Again, the result is trivial for p = 2, so suppose p is an odd prime, p ≥ 3. Consider the polynomial

$g(x)=(x-1)(x-2)\cdots (x-(p-1)).$

g has degree p − 1, leading term xp − 1, and constant term (p − 1)!. Its p − 1 roots are 1, 2, ..., p − 1.

Now consider

$h(x)=x^{p-1}-1.$

h also has degree p − 1 and leading term xp − 1. Modulo p, Fermat's little theorem says it also has the same p − 1 roots, 1, 2, ..., p − 1.

Finally, consider

$f(x)=g(x)-h(x).$

f has degree at most p − 2 (since the leading terms cancel), and modulo p also has the p − 1 roots 1, 2, ..., p − 1. But Lagrange's theorem says it cannot have more than p − 2 roots. Therefore, f must be identically zero (mod p), so its constant term (p − 1)! + 1 ≡ 0 (mod p). This is Wilson's theorem.
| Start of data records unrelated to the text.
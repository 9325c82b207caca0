use std::collections::BTreeMap;
use std::fs;
use std::path::{Path, PathBuf};
use std::time::Duration;

use anyhow::Context as _;
use serde::{Deserialize, Serialize};

const APP_DIR_NAME: &str = "ide-session";

fn default_server_url() -> String {
    "http://127.0.0.1:5554".to_string()
}

fn default_tree_root() -> String {
    "/home/user".to_string()
}

fn default_terminal_start_timeout_ms() -> u64 {
    5000
}

fn default_init_dismiss_ms() -> u64 {
    3000
}

fn default_reconnect_initial_ms() -> u64 {
    1000
}

fn default_reconnect_max_ms() -> u64 {
    5000
}

fn default_http_timeout_ms() -> u64 {
    30_000
}

fn default_notice_ttl_ms() -> u64 {
    5000
}

fn default_new_file_template() -> String {
    "// New file created\n".to_string()
}

#[derive(Clone, Debug, Serialize, Deserialize, PartialEq)]
pub struct ClientConfig {
    #[serde(default = "default_server_url")]
    pub server_url: String,
    #[serde(default = "default_tree_root")]
    pub tree_root: String,
    #[serde(default = "default_terminal_start_timeout_ms")]
    pub terminal_start_timeout_ms: u64,
    #[serde(default = "default_init_dismiss_ms")]
    pub init_dismiss_ms: u64,
    #[serde(default = "default_reconnect_initial_ms")]
    pub reconnect_initial_ms: u64,
    #[serde(default = "default_reconnect_max_ms")]
    pub reconnect_max_ms: u64,
    #[serde(default = "default_http_timeout_ms")]
    pub http_timeout_ms: u64,
    #[serde(default = "default_notice_ttl_ms")]
    pub notice_ttl_ms: u64,
    /// Drop terminal output tagged with a session id other than the current one.
    #[serde(default)]
    pub strict_terminal_session: bool,
    #[serde(default = "default_new_file_template")]
    pub new_file_template: String,
    #[serde(default)]
    pub state_path: Option<PathBuf>,
    #[serde(default)]
    pub log_path: Option<PathBuf>,
}

impl Default for ClientConfig {
    fn default() -> Self {
        Self {
            server_url: default_server_url(),
            tree_root: default_tree_root(),
            terminal_start_timeout_ms: default_terminal_start_timeout_ms(),
            init_dismiss_ms: default_init_dismiss_ms(),
            reconnect_initial_ms: default_reconnect_initial_ms(),
            reconnect_max_ms: default_reconnect_max_ms(),
            http_timeout_ms: default_http_timeout_ms(),
            notice_ttl_ms: default_notice_ttl_ms(),
            strict_terminal_session: false,
            new_file_template: default_new_file_template(),
            state_path: None,
            log_path: None,
        }
    }
}

impl ClientConfig {
    pub fn terminal_start_timeout(&self) -> Duration {
        Duration::from_millis(self.terminal_start_timeout_ms)
    }

    pub fn init_dismiss(&self) -> Duration {
        Duration::from_millis(self.init_dismiss_ms)
    }

    pub fn notice_ttl(&self) -> Duration {
        Duration::from_millis(self.notice_ttl_ms)
    }

    pub fn http_timeout(&self) -> Duration {
        Duration::from_millis(self.http_timeout_ms)
    }

    pub fn reconnect_backoff(&self) -> (Duration, Duration) {
        let initial = self.reconnect_initial_ms.max(1);
        let max = self.reconnect_max_ms.max(initial);
        (Duration::from_millis(initial), Duration::from_millis(max))
    }

    pub fn resolved_state_path(&self) -> PathBuf {
        self.state_path
            .clone()
            .unwrap_or_else(|| config_dir().join("state.json"))
    }

    pub fn resolved_log_path(&self) -> PathBuf {
        self.log_path
            .clone()
            .unwrap_or_else(|| config_dir().join("logs").join("session.log"))
    }
}

/// Client-side state that survives restarts. Not synchronized anywhere.
#[derive(Clone, Debug, Default, Serialize, Deserialize, PartialEq, Eq)]
pub struct ClientState {
    #[serde(default)]
    pub expanded: BTreeMap<String, bool>,
    /// Last buffer typed into the editor while no tab was open.
    #[serde(default)]
    pub scratch_buffer: Option<String>,
}

fn config_dir() -> PathBuf {
    // %APPDATA%\ide-session, else $XDG_CONFIG_HOME/ide-session, else ~/.config/ide-session.
    if let Some(p) = std::env::var_os("APPDATA") {
        return PathBuf::from(p).join(APP_DIR_NAME);
    }
    if let Some(p) = std::env::var_os("XDG_CONFIG_HOME") {
        return PathBuf::from(p).join(APP_DIR_NAME);
    }
    if let Some(p) = std::env::var_os("HOME") {
        return PathBuf::from(p).join(".config").join(APP_DIR_NAME);
    }
    PathBuf::from(".")
}

pub fn config_path() -> PathBuf {
    config_dir().join("config.toml")
}

pub fn try_load_from(path: &Path) -> anyhow::Result<ClientConfig> {
    let text = fs::read_to_string(path)
        .with_context(|| format!("reading config {}", path.display()))?;
    toml::from_str(&text).with_context(|| format!("parsing config {}", path.display()))
}

/// Loads the config, falling back to defaults if the file is missing or broken.
pub fn load_from(path: &Path) -> ClientConfig {
    match try_load_from(path) {
        Ok(cfg) => cfg,
        Err(err) => {
            if path.exists() {
                tracing::warn!("{err:#}; using defaults");
            }
            ClientConfig::default()
        }
    }
}

pub fn load() -> ClientConfig {
    load_from(&config_path())
}

pub fn load_state_from(path: &Path) -> ClientState {
    let Ok(bytes) = fs::read(path) else {
        return ClientState::default();
    };
    match serde_json::from_slice(&bytes) {
        Ok(state) => state,
        Err(err) => {
            tracing::warn!(path = %path.display(), "discarding unreadable client state: {err}");
            ClientState::default()
        }
    }
}

/// Writes `state` via a temp file and rename.
pub fn save_state_to(path: &Path, state: &ClientState) -> anyhow::Result<()> {
    if let Some(parent) = path.parent() {
        fs::create_dir_all(parent)
            .with_context(|| format!("creating {}", parent.display()))?;
    }
    let json = serde_json::to_vec_pretty(state).context("serializing client state")?;
    let tmp = path.with_extension("json.tmp");
    fs::write(&tmp, json).with_context(|| format!("writing {}", tmp.display()))?;
    if fs::rename(&tmp, path).is_err() {
        // Rename can fail across devices; copy instead.
        let bytes = fs::read(&tmp).with_context(|| format!("reading {}", tmp.display()))?;
        fs::write(path, bytes).with_context(|| format!("writing {}", path.display()))?;
        let _ = fs::remove_file(&tmp);
    }
    Ok(())
}

#[cfg(test)]
mod tests {
    use super::*;

    #[test]
    fn partial_toml_fills_defaults() {
        let cfg: ClientConfig = toml::from_str(
            r#"
            server_url = "https://ide.example.net"
            strict_terminal_session = true
            "#,
        )
        .unwrap();
        assert_eq!(cfg.server_url, "https://ide.example.net");
        assert!(cfg.strict_terminal_session);
        assert_eq!(cfg.tree_root, "/home/user");
        assert_eq!(cfg.terminal_start_timeout(), Duration::from_secs(5));
        assert_eq!(cfg.new_file_template, "// New file created\n");
    }

    #[test]
    fn broken_config_falls_back_to_defaults() {
        let dir = tempfile::tempdir().unwrap();
        let path = dir.path().join("config.toml");
        fs::write(&path, "server_url = [").unwrap();
        assert!(try_load_from(&path).is_err());
        assert_eq!(load_from(&path), ClientConfig::default());
        assert_eq!(load_from(&dir.path().join("missing.toml")), ClientConfig::default());
    }

    #[test]
    fn backoff_is_ordered() {
        let cfg = ClientConfig {
            reconnect_initial_ms: 8000,
            reconnect_max_ms: 10,
            ..ClientConfig::default()
        };
        let (initial, max) = cfg.reconnect_backoff();
        assert!(initial <= max);
    }

    #[test]
    fn state_survives_save_and_load() {
        let dir = tempfile::tempdir().unwrap();
        let path = dir.path().join("nested").join("state.json");
        let mut state = ClientState::default();
        state.expanded.insert("/home/user/src".into(), true);
        state.expanded.insert("/home/user/target".into(), false);
        state.scratch_buffer = Some("fn main() {}".into());

        save_state_to(&path, &state).unwrap();
        assert!(!path.with_extension("json.tmp").exists());
        assert_eq!(load_state_from(&path), state);
    }

    #[test]
    fn unreadable_state_is_discarded() {
        let dir = tempfile::tempdir().unwrap();
        let path = dir.path().join("state.json");
        fs::write(&path, b"{not json").unwrap();
        assert_eq!(load_state_from(&path), ClientState::default());
    }
}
Proof using the Sylow theorems

It is possible to deduce Wilson's theorem from a particular application of the Sylow theorems. Let p be a prime. It is immediate to deduce that the symmetric group $S_{p}$  has exactly $(p-1)!$  elements of order p, namely the p-cycles $C_{p}$ . On the other hand, each Sylow p-subgroup in $S_{p}$  is a copy of $C_{p}$ . Hence it follows that the number of Sylow p-subgroups is $n_{p}=(p-2)!$ . The third Sylow theorem implies

$(p-2)!\equiv 1{\pmod {p}}.$

Multiplying both sides by (p − 1) gives

$(p-1)!\equiv p-1\equiv -1{\pmod {p}},$

that is, the result.

## Applications

### Primality tests

In practice, Wilson's theorem is useless as a primality test because computing (n − 1)! modulo n for large n is computationally complex, and much faster primality tests are known (indeed, even trial division is considerably more efficient).

### Quadratic residues

Using Wilson's Theorem, for any odd prime p = 2m + 1, we can rearrange the left hand side of

$1\cdot 2\cdots (p-1)\ \equiv \ -1\ {\pmod {p}}$

to obtain the equality

$1\cdot (p-1)\cdot 2\cdot (p-2)\cdots m\cdot (p-m)\ \equiv \ 1\cdot (-1)\cdot 2\cdot (-2)\cdots m\cdot (-m)\ \equiv \ -1{\pmod {p}}.$

This becomes

$\prod _{j=1}^{m}\ j^{2}\ \equiv (-1)^{m+1}{\pmod {p}}$

or

$(m!)^{2}\equiv (-1)^{m+1}{\pmod {p}}.$

We can use this fact to prove part of a famous result: for any prime p such that p ≡ 1 (mod 4), the number (−1) is a square (quadratic residue) mod p. For suppose p = 4k + 1 for some integer k. Then we can take m = 2k above, and we conclude that (m!)2 is congruent to (−1).

### Formulas for primes

Wilson's theorem has been used to construct formulas for primes, but they are too slow to have practical value.

### p-adic gamma function

Wilson's theorem allows one to define the p-adic gamma function.

## Gauss's generalization

Gauss proved that

$\prod _{k=1 \atop \gcd(k,m)=1}^{m}\!\!k\ \equiv {\begin{cases}-1{\pmod {m}}&{\text{if }}m=4,\;p^{\alpha },\;2p^{\alpha }\\\;\;\,1{\pmod {m}}&{\text{otherwise}}\end{cases}}$

where p represents an odd prime and $\alpha$  a positive integer. The values of m for which the product is −1 are precisely the ones where there is a primitive root modulo m.

This further generalizes to the fact that in any finite abelian group, either the product of all elements is the identity, or there is precisely one element a of order 2 (but not both). In the latter case, the product of all elements equals a.